Scan the data, and whenever a line contains "SchemaManager", copy it.

Items from a dataset:
○ ○ ○
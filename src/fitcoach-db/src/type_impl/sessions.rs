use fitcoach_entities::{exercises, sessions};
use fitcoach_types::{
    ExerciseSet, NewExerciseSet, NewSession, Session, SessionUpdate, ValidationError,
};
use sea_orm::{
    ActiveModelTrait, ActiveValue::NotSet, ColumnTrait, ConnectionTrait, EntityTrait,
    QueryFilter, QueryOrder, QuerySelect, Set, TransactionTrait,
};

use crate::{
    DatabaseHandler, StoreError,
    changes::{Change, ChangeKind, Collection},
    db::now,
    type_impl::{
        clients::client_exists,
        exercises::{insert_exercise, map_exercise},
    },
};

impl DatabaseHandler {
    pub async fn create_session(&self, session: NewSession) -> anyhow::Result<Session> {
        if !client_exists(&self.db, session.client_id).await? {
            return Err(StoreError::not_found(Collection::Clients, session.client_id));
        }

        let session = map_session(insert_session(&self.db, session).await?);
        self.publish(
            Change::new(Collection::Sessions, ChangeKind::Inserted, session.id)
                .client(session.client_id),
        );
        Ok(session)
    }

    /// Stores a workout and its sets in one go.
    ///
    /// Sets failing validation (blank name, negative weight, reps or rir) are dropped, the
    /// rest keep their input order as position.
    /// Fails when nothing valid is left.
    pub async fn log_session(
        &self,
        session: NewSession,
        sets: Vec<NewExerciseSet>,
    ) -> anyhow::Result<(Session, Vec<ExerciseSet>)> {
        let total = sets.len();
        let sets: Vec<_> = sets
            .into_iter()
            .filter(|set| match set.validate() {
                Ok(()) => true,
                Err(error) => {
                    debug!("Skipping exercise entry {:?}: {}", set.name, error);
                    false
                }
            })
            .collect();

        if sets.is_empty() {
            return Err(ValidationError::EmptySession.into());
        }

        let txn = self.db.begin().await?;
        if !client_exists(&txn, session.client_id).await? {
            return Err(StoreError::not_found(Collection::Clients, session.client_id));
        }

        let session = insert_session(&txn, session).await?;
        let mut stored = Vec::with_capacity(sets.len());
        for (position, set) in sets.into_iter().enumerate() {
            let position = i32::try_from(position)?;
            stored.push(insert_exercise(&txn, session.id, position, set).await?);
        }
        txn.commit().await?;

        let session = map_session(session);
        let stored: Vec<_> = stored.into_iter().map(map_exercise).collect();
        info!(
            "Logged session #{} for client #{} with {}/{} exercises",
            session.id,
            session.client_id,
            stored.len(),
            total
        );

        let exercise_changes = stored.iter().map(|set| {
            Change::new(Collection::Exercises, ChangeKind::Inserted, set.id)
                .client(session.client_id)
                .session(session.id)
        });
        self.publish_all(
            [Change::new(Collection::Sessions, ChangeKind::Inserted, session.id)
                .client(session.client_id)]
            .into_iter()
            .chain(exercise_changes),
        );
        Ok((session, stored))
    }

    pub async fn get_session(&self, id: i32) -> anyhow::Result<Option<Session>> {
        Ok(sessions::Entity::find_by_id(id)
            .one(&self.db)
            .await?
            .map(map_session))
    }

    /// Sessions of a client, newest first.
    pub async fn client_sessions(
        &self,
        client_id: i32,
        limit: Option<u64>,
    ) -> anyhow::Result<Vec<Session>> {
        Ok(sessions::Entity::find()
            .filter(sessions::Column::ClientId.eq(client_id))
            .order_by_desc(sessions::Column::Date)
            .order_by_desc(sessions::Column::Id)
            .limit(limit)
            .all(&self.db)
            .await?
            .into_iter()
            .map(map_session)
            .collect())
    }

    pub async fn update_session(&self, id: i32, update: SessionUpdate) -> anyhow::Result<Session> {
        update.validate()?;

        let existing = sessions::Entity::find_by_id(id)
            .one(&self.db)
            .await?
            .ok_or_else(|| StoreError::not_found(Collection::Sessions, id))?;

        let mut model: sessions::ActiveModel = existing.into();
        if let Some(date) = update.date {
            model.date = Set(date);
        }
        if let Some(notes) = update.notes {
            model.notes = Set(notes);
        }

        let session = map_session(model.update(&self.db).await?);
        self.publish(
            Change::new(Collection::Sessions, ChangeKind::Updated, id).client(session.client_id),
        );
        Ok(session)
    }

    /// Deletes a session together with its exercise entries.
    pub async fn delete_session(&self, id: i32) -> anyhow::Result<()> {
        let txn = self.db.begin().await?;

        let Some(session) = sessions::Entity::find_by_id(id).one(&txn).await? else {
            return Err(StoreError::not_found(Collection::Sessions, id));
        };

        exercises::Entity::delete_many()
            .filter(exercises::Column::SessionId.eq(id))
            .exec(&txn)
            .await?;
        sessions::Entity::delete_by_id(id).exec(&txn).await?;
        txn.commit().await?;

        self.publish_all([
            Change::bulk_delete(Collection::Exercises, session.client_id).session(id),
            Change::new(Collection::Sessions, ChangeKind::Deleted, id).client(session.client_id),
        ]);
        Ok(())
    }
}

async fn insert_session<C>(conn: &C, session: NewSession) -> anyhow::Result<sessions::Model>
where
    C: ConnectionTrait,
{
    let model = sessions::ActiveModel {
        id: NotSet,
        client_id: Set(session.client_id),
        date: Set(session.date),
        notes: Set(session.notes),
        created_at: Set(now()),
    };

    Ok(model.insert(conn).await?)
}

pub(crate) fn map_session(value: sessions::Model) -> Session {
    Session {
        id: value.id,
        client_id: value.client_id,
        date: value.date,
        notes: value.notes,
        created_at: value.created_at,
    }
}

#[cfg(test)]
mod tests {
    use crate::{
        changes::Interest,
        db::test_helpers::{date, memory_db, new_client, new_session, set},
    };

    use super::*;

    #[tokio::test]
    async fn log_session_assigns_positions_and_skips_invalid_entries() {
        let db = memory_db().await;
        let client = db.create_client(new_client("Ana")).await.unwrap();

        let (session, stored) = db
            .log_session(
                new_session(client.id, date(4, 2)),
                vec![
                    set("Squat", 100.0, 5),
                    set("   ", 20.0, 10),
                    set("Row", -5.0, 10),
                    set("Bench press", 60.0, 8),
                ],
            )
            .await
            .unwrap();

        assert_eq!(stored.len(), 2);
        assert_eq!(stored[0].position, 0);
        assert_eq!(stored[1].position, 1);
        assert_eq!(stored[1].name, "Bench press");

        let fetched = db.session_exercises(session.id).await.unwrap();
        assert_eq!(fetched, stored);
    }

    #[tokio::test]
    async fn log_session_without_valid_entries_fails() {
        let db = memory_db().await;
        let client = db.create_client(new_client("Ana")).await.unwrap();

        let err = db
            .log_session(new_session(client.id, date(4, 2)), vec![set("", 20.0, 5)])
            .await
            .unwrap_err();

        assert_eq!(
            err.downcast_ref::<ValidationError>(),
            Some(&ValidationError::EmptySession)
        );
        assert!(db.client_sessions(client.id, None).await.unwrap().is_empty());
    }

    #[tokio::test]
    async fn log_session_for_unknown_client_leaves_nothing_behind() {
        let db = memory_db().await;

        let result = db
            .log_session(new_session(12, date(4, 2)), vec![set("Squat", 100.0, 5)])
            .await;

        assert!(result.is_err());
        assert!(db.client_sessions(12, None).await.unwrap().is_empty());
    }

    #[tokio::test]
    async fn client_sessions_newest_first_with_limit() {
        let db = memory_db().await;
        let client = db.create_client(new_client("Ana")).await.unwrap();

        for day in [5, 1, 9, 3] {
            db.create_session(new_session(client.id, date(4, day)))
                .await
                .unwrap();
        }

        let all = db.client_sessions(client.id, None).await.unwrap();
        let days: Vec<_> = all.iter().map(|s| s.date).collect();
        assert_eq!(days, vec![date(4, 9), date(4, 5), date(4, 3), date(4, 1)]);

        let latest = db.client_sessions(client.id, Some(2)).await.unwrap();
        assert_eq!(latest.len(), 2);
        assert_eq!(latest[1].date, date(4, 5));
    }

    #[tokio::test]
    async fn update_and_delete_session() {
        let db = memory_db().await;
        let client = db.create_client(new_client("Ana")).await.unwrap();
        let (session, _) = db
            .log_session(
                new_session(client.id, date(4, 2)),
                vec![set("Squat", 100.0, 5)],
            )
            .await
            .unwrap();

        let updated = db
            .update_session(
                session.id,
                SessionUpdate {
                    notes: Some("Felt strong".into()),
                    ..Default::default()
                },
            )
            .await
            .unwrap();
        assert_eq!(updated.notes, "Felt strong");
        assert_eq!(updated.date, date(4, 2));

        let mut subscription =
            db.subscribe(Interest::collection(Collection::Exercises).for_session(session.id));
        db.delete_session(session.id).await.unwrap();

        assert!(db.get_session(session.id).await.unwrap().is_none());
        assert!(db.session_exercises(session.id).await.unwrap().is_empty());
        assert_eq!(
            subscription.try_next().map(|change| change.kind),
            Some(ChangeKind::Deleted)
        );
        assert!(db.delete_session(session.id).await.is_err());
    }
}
○ ○ ○
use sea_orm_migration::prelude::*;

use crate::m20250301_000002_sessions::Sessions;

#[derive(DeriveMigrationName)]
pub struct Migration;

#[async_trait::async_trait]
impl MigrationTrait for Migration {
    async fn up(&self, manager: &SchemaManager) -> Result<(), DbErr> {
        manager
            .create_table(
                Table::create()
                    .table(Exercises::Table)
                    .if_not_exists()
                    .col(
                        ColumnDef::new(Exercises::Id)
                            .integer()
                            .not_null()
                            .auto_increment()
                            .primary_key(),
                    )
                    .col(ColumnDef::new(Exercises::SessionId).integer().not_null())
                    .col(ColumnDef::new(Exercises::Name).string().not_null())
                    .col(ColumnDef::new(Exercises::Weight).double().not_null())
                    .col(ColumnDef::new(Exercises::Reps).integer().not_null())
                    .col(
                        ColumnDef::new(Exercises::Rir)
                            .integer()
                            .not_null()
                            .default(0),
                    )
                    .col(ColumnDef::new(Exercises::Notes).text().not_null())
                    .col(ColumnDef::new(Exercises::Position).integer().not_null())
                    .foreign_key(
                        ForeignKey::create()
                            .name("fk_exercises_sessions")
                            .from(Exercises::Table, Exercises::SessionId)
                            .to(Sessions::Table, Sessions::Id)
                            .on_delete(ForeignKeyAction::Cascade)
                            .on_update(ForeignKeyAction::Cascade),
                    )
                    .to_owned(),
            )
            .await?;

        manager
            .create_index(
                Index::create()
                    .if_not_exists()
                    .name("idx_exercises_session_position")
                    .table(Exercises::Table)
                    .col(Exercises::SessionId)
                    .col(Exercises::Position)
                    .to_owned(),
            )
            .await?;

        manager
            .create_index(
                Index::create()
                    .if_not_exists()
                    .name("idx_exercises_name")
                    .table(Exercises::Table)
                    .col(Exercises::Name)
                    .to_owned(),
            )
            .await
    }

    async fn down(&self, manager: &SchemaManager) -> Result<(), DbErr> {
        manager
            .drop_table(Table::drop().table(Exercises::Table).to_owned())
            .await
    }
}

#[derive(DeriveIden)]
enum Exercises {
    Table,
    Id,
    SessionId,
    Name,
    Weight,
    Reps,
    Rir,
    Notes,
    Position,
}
○ ○ ○
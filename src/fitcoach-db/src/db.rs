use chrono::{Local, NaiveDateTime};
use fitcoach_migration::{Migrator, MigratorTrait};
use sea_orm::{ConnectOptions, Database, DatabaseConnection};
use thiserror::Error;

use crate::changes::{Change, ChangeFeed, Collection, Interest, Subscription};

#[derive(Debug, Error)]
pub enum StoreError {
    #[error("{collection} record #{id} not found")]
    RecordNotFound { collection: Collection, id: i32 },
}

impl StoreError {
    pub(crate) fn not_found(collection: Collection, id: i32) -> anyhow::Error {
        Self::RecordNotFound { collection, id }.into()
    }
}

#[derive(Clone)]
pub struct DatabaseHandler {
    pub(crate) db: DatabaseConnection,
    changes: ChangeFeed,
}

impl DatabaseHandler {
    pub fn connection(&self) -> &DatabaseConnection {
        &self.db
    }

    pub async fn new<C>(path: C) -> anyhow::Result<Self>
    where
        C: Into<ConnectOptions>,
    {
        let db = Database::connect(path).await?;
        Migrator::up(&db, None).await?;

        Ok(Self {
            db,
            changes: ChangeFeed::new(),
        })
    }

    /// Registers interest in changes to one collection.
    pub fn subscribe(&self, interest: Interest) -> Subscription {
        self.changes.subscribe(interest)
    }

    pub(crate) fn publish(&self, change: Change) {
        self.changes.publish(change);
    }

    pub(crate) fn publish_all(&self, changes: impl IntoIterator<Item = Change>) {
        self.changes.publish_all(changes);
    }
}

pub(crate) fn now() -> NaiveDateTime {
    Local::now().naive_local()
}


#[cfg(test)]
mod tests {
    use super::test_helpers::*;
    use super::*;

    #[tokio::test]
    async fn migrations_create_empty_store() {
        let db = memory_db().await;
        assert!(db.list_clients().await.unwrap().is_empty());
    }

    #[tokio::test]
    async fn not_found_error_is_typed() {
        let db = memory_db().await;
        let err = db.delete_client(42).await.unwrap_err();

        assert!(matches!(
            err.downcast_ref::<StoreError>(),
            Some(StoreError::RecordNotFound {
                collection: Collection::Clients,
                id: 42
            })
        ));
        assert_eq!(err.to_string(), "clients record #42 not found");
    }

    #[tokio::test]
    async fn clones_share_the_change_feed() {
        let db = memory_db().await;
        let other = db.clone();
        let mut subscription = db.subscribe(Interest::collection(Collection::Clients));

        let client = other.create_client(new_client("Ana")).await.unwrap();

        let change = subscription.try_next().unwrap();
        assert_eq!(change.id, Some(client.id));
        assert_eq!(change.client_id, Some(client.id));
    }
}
○ ○ ○
(Response to the exercise):
    async fn up(&self, manager: &SchemaManager) -> Result<(), DbErr> {
    async fn down(&self, manager: &SchemaManager) -> Result<(), DbErr> {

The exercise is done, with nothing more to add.